To answer the question, first find the mass of the $C{O_2}$ , then find the number of oxygen atoms that are present in the $C{O_2}$ molecules and the moles of oxygen. This approach will help you to reach the answer.

Complete answer:
Let us start by the mass of $C{O_2}$= $44g$
In a molecule of $C{O_2}$ the number of oxygen present is = $2$
This means that there are $2mol$ of oxygen present in $44g$ of $C{O_2}$
Here the given quantity is $22g$ of $C{O_2}$
therefore in $22g$ of $C{O_2}$ number of $moles$ of oxygen is = $\dfrac{2}{{44}} \times 22 = 1mol$
$1mol$ $CO$= $28g$
Therefore$28g$ of $CO$ contains $1mol$oxygen atom
And hence the correct answer is option A.

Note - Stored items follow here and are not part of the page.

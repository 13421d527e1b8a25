use crate::{challenges, tags};
use sea_orm::prelude::*;
use uuid::Uuid;

#[derive(Clone, Debug, PartialEq, Eq, DeriveEntityModel)]
#[sea_orm(table_name = "challenge_tags")]
pub struct Model {
    #[sea_orm(primary_key, auto_increment = false)]
    pub challenge_id: Uuid,
    #[sea_orm(primary_key, auto_increment = false)]
    pub tag_id: Uuid,
}

#[derive(Copy, Clone, Debug, EnumIter, DeriveRelation)]
pub enum Relation {
    #[sea_orm(
        belongs_to = "challenges::Entity",
        from = "Column::ChallengeId",
        to = "challenges::Column::Id",
        on_delete = "Cascade"
    )]
    Challenge,
    #[sea_orm(
        belongs_to = "tags::Entity",
        from = "Column::TagId",
        to = "tags::Column::Id",
        on_delete = "Cascade"
    )]
    Tag,
}

impl Related<challenges::Entity> for Entity {
    fn to() -> RelationDef {
        Relation::Challenge.def()
    }
}

impl Related<tags::Entity> for Entity {
    fn to() -> RelationDef {
        Relation::Tag.def()
    }
}

impl ActiveModelBehavior for ActiveModel {}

Additional information: One mole is the amount of a substance that contains as many particles or entities as there are atoms in exactly $12g$ of the $^{12}C$ isotopes. It is similar to the quantities as we denote one dozen or a gross for $12$ or $144$ items. The S.I. unit is $mole$ and the symbol for mole is $mol$. The mole of a substance always contains the same number of entities, no matter what the substance may be. This is represented by which is equal to $6.022 \times {10^{23}}atoms/mol$
Also the molar mass is the mass of one mole of a substance in $grams$. The molar mass in $grams$ is numerically equal to atomic or molecular formula mass in $u$
The number of moles is given by the formula-
$No.{\text{ }}of{\text{ }}moles = \dfrac{{Given{\text{ mass}}}}{{Molar{\text{ mass}}}}$

Note:
Atoms and molecules are extremely small in size and their numbers in even a small amount of any substance is really very large. To handle such large numbers, a unit of similar magnitude is required. Therefore the mole concept was introduced.